┏━━

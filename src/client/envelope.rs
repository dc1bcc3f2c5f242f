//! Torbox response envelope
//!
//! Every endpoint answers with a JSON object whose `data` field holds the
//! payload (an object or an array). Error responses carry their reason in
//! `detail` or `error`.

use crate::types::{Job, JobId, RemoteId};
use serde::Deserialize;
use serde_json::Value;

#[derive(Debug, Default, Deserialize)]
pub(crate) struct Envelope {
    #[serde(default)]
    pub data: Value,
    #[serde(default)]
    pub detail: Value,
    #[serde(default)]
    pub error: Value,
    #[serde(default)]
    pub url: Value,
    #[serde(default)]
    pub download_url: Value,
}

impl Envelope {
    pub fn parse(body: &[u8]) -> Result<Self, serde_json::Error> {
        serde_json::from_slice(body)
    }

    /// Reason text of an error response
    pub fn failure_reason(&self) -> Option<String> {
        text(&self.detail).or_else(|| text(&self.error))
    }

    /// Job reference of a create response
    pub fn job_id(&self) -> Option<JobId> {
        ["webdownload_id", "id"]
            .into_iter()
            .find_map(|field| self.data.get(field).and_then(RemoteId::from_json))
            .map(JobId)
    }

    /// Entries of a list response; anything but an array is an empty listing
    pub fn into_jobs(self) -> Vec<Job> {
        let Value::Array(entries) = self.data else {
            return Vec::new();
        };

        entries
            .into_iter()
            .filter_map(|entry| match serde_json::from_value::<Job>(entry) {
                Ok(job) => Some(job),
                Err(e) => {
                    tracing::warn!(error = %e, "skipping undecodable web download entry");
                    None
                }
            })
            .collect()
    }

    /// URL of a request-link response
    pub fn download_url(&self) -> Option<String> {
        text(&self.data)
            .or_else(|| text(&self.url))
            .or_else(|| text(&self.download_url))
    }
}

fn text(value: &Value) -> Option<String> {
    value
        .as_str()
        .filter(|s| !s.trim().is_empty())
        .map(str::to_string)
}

┗━━
┏━━

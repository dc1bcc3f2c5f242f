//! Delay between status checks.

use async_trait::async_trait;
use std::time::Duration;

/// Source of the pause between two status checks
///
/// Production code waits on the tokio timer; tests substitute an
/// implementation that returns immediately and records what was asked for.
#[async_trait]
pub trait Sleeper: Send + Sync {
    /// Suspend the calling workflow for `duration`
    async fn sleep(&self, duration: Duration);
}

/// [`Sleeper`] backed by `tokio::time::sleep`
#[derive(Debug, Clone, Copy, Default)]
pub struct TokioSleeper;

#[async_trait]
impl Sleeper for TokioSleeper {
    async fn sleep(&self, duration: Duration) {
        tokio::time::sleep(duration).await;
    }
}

┗━━

All that is wanted is the stretch of lines above from the one containing "pub(crate) struct Envelope" through the one containing "pub fn failure_reason(&self)", duplicated exactly.

pub(crate) struct Envelope {
    #[serde(default)]
    pub data: Value,
    #[serde(default)]
    pub detail: Value,
    #[serde(default)]
    pub error: Value,
    #[serde(default)]
    pub url: Value,
    #[serde(default)]
    pub download_url: Value,
}

impl Envelope {
    pub fn parse(body: &[u8]) -> Result<Self, serde_json::Error> {
        serde_json::from_slice(body)
    }

    /// Reason text of an error response
    pub fn failure_reason(&self) -> Option<String> {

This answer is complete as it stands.